O acordo permite que o ICE retenha quaisquer dados do Medicaid pelo tempo que a agência considerar necessário. O documento esclarece que este acordo pode ser renovado por "períodos consecutivos" e que o ICE também pode compartilhar os dados, desde que a agência especifique por escrito quem são os beneficiários. Venzke chama isso de "uma proteção incrivelmente tênue".
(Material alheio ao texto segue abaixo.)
//! CLI parsing and orchestration. Parses args, runs one adapter operation,
//! prints the result as JSON. Maps errors to exit codes.

use crate::config;
use crate::locale::WebtoonsConfig;
use crate::model::Cursor;
use crate::scraper::{ListingKind, ScrapeError, WebtoonsScraper};
use clap::{Parser, Subcommand};
use serde::Serialize;
use thiserror::Error;

/// CLI error carrying exit code and message.
#[derive(Debug, Error)]
pub enum CliRunError {
    #[error("{0}")]
    InvalidInput(String),

    #[error("{0}")]
    Scrape(#[from] ScrapeError),

    #[error("{0}")]
    Output(String),
}

impl CliRunError {
    pub fn exit_code(&self) -> i32 {
        match self {
            CliRunError::InvalidInput(_) => 1,
            CliRunError::Scrape(_) => 2,
            CliRunError::Output(_) => 3,
        }
    }
}

#[derive(Parser, Debug)]
#[command(name = "wtscrape")]
#[command(about = "Scrape Webtoons series, chapters, and discover listings as JSON")]
#[command(
    after_help = "Config file keys (locale, canvas, user_agent, request_delay_secs, timeout_secs, retry_count, retry_backoff_secs) are documented in the README. CLI flags override config."
)]
pub struct Args {
    #[command(subcommand)]
    pub command: Command,

    /// Site locale (en, fr, es, de, zh-hant, th, id). Overrides config; default en.
    #[arg(long, global = true)]
    pub locale: Option<String>,

    /// Include the canvas (self-published) catalog in search and discover.
    #[arg(long, global = true)]
    pub canvas: bool,

    /// HTTP User-Agent (overrides config).
    #[arg(long, global = true)]
    pub user_agent: Option<String>,

    /// Delay between requests in seconds (overrides config; default 1).
    #[arg(long, global = true)]
    pub delay: Option<u64>,

    /// Request timeout in seconds (overrides config; default 30).
    #[arg(long, global = true)]
    pub timeout: Option<u64>,

    /// Print verbose error chain.
    #[arg(long, global = true)]
    pub verbose: bool,
}

#[derive(Subcommand, Debug)]
pub enum Command {
    /// Fetch one series' detail page.
    Detail {
        /// Series id: site-relative path, e.g. "fantasy/tower/list?title_no=95".
        id: String,
    },
    /// Fetch the chapter list of one series.
    Chapters { series_id: String },
    /// Fetch the page image URLs of one chapter.
    Pages {
        series_id: String,
        chapter_id: String,
    },
    /// Fetch one page of a discover listing (popular, today, ongoing,
    /// completed, canvas_recommended, canvas_popular).
    Listing {
        section: String,
        /// Last page already fetched; omit to start from the beginning.
        #[arg(long)]
        page: Option<u32>,
        /// Stop after this many pages.
        #[arg(long)]
        max_pages: Option<u32>,
    },
    /// Search by keyword and/or genre tag id.
    Search {
        #[arg(long)]
        keyword: Option<String>,
        #[arg(long)]
        genre: Option<String>,
        #[arg(long)]
        page: Option<u32>,
    },
    /// List the genre filter tags for the current locale.
    Genres,
    /// List the discover sections available for the current locale.
    Sections,
    /// List supported site locales.
    Locales,
}

#[derive(Debug, Serialize)]
struct SectionInfo {
    id: &'static str,
    title: &'static str,
}

fn print_json<T: Serialize>(value: &T) -> Result<(), CliRunError> {
    let out = serde_json::to_string_pretty(value)
        .map_err(|e| CliRunError::Output(format!("Failed to serialize output: {}", e)))?;
    println!("{}", out);
    Ok(())
}

/// Entry point for the CLI. Returns Ok(()) on success; Err with exit code and message on failure.
pub fn run(args: &Args) -> Result<(), CliRunError> {
    if let Command::Locales = args.command {
        return print_json(&WebtoonsConfig::supported_locales());
    }

    let config = config::load_config().map_err(CliRunError::InvalidInput)?;

    const DEFAULT_LOCALE: &str = "en";
    let locale = args
        .locale
        .clone()
        .or_else(|| config.as_ref().and_then(|c| c.locale.clone()))
        .unwrap_or_else(|| DEFAULT_LOCALE.to_string());
    let site = WebtoonsConfig::for_locale(&locale).ok_or_else(|| {
        CliRunError::InvalidInput(format!(
            "Unsupported locale: {}. Supported: {}.",
            locale,
            WebtoonsConfig::supported_locales().join(", ")
        ))
    })?;
    let canvas = args.canvas || config.as_ref().and_then(|c| c.canvas).unwrap_or(false);

    const DEFAULT_DELAY_SECS: u64 = 1;
    const DEFAULT_TIMEOUT_SECS: u64 = 30;
    const DEFAULT_RETRY_COUNT: u32 = 3;
    let delay_secs = args
        .delay
        .or_else(|| config.as_ref().and_then(|c| c.request_delay_secs))
        .unwrap_or(DEFAULT_DELAY_SECS);
    let timeout_secs = args
        .timeout
        .or_else(|| config.as_ref().and_then(|c| c.timeout_secs))
        .unwrap_or(DEFAULT_TIMEOUT_SECS);
    let retry_count = config
        .as_ref()
        .and_then(|c| c.retry_count)
        .unwrap_or(DEFAULT_RETRY_COUNT)
        .max(1);
    let retry_backoff_secs = config
        .as_ref()
        .and_then(|c| c.retry_backoff_secs.clone())
        .unwrap_or_else(|| vec![1, 2]);
    let user_agent = args
        .user_agent
        .clone()
        .or_else(|| config.as_ref().and_then(|c| c.user_agent.clone()));

    let mut builder = WebtoonsScraper::client_builder(&site)
        .delay_secs(delay_secs)
        .timeout_secs(timeout_secs)
        .retry_count(retry_count)
        .retry_backoff_secs(retry_backoff_secs);
    if let Some(ua) = user_agent {
        builder = builder.user_agent(ua);
    }
    let mut client = builder
        .build()
        .map_err(|e| CliRunError::InvalidInput(format!("Failed to create HTTP client: {}", e)))?;
    let mut scraper = WebtoonsScraper::new(&mut client, site, canvas);

    match &args.command {
        Command::Detail { id } => print_json(&scraper.get_series_detail(id)?),
        Command::Chapters { series_id } => print_json(&scraper.get_chapters(series_id)?),
        Command::Pages {
            series_id,
            chapter_id,
        } => print_json(&scraper.get_chapter_pages(series_id, chapter_id)?),
        Command::Listing {
            section,
            page,
            max_pages,
        } => {
            let kind: ListingKind = section.parse()?;
            let cursor = page.map(|p| Cursor::new(p, *max_pages));
            print_json(&scraper.get_listing(kind, cursor)?)
        }
        Command::Search {
            keyword,
            genre,
            page,
        } => {
            let cursor = page.map(|p| Cursor::new(p, None));
            print_json(&scraper.search(keyword.as_deref(), genre.as_deref(), cursor)?)
        }
        Command::Genres => print_json(&scraper.get_genre_tags(canvas)?),
        Command::Sections => {
            let sections: Vec<SectionInfo> = scraper
                .discover_sections()
                .into_iter()
                .map(|kind| SectionInfo {
                    id: kind.id(),
                    title: kind.title(),
                })
                .collect();
            print_json(&sections)
        }
        Command::Locales => print_json(&WebtoonsConfig::supported_locales()),
    }
}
As agências podem compartilhar dados por meio do que é conhecido como acordo de correspondência informatizada, um acordo por escrito entre agências que especifica os parâmetros de como elas compararão os dados de seus respectivos sistemas. De acordo com seu site, o CMS atualmente possui meia dúzia de acordos de correspondência informatizada com outras agências federais, incluindo a Receita Federal (IRS), o Departamento de Assuntos de Veteranos (VA) e a Administração da Previdência Social (Social Security Administration).
O acordo entre o ICE e o CMS, no entanto, declara explicitamente que não é um acordo de correspondência de computadores.
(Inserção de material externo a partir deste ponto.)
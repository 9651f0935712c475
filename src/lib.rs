//! wtscrape: CLI scraper for the Webtoons catalog, outputting JSON.

pub mod cli;
pub mod config;
pub mod dates;
pub mod locale;
pub mod model;
pub mod scraper;

// Re-exports for CLI and consumers.
pub use locale::WebtoonsConfig;
pub use model::{
    Chapter, ChapterPages, Cursor, GenreTag, PagedListing, SeriesDetail, SeriesSummary,
};
pub use scraper::{
    ListingKind, PoliteClient, PoliteClientBuilder, ScrapeError, WebtoonsScraper,
    CANVAS_TAG_PREFIX,
};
Jonathan Kamens, ex-líder de segurança da informação do Departamento de Assuntos de Veteranos dos EUA (VA), disse à WIRED que, desde que os agentes do ICE cumpram as regras e os processos de verificação exigidos pelo CMS para acessar seus sistemas, eles podem não precisar de um acordo de correspondência de computadores. No entanto, qualquer uso de dados coletados por uma agência fora do que está descrito em seu Aviso do Sistema de Registros (SORN) pode constituir uma violação. "O Aviso do Sistema de Registros para os sistemas do CMS teria que permitir o uso que o ICE está dando aos dados para que sejam legais", afirma. "É improvável que o governo Trump tenha se esforçado o suficiente para atualizar o Aviso do Sistema de Registros para permitir esse uso dos dados."
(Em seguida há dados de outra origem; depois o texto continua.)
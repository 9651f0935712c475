//! Shared error type for the scraping layer.
//!
//! Missing DOM nodes are not errors: extraction degrades to empty values.
//! Errors here are transport failures, bad selector/pattern literals, and
//! the caller passing an unknown section or locale id.

use thiserror::Error;

#[derive(Debug, Error)]
pub enum ScrapeError {
    #[error("Network error: could not reach {url}: {source}")]
    Network {
        url: String,
        source: reqwest::Error,
    },

    #[error("HTTP {status} when fetching: {url}")]
    HttpStatus { status: u16, url: String },

    #[error("Failed to read response body: {source}")]
    BodyRead { source: reqwest::Error },

    /// A selector literal failed to parse. These are compile-time constants,
    /// so hitting this indicates a bug, not site drift.
    #[error("Invalid selector {selector:?}: {reason}")]
    InvalidSelector { selector: String, reason: String },

    #[error("Invalid pattern {pattern:?}: {reason}")]
    InvalidPattern { pattern: String, reason: String },

    /// Unknown discover-section id. A programming error on the caller's
    /// side, signaled distinctly rather than returning an empty listing.
    #[error("Unsupported discover section: {id:?}")]
    UnsupportedSection { id: String },

    #[error("Unsupported locale: {locale:?}")]
    UnsupportedLocale { locale: String },
}
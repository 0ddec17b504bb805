//! # House Demo
//!
//! Loads the diorama model and runs the day/night loop. Drag the sun angle
//! slider from -PI to PI to walk the scene through a full day; the bloom
//! section controls the glow around the sun disc.
//!
//! ## Usage
//! ```bash
//! cargo run --example house
//! ```

use anyhow::Result;

fn main() -> Result<()> {
    env_logger::init();

    let mut app = homestead::default();
    app.load_model("demos/house/house.obj");
    app.run();

    Ok(())
}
O acordo afirma que está em conformidade com o SORN de 2019 , que permite que os dados do T-MSIS sejam usados "para auxiliar outra agência federal ou estadual". O SORN não parece ter sido atualizado para incluir o novo acordo entre o ICE e o CMS.
O CMS não é a única agência onde agentes do ICE têm acesso direto a dados sensíveis. No início deste ano, foi revelado que agentes do ICE estavam recebendo logins para acessar o banco de dados que rastreia menores desacompanhados no Escritório de Reassentamento de Refugiados (ORR), que também está sob o HHS. Um ex-funcionário do HHS disse à WIRED que mais de 50 funcionários do ICE tinham acesso ao banco de dados do ORR.
“Ao entregar alguns dos nossos dados de saúde mais sensíveis ao ICE, o Departamento de Saúde e Serviços Humanos traiu fundamentalmente a confiança de quase 80 milhões de pessoas”, afirma Elizabeth Laird, diretora de equidade em tecnologia cívica do Centro para Democracia e Tecnologia. “Mais de 90% das fraudes de direitos são cometidas por cidadãos americanos, o que reforça a falsa pretensão de compartilhar essas informações com o ICE. Os resultados dessa decisão serão devastadores. Ela reduzirá ainda mais a confiança no governo, forçará os indivíduos a escolher entre cuidados que salvam vidas e entregar dados às autoridades de imigração, além de corroer a qualidade e a eficácia dos serviços governamentais.”
Zoë Schiffer contribuiu com a reportagem.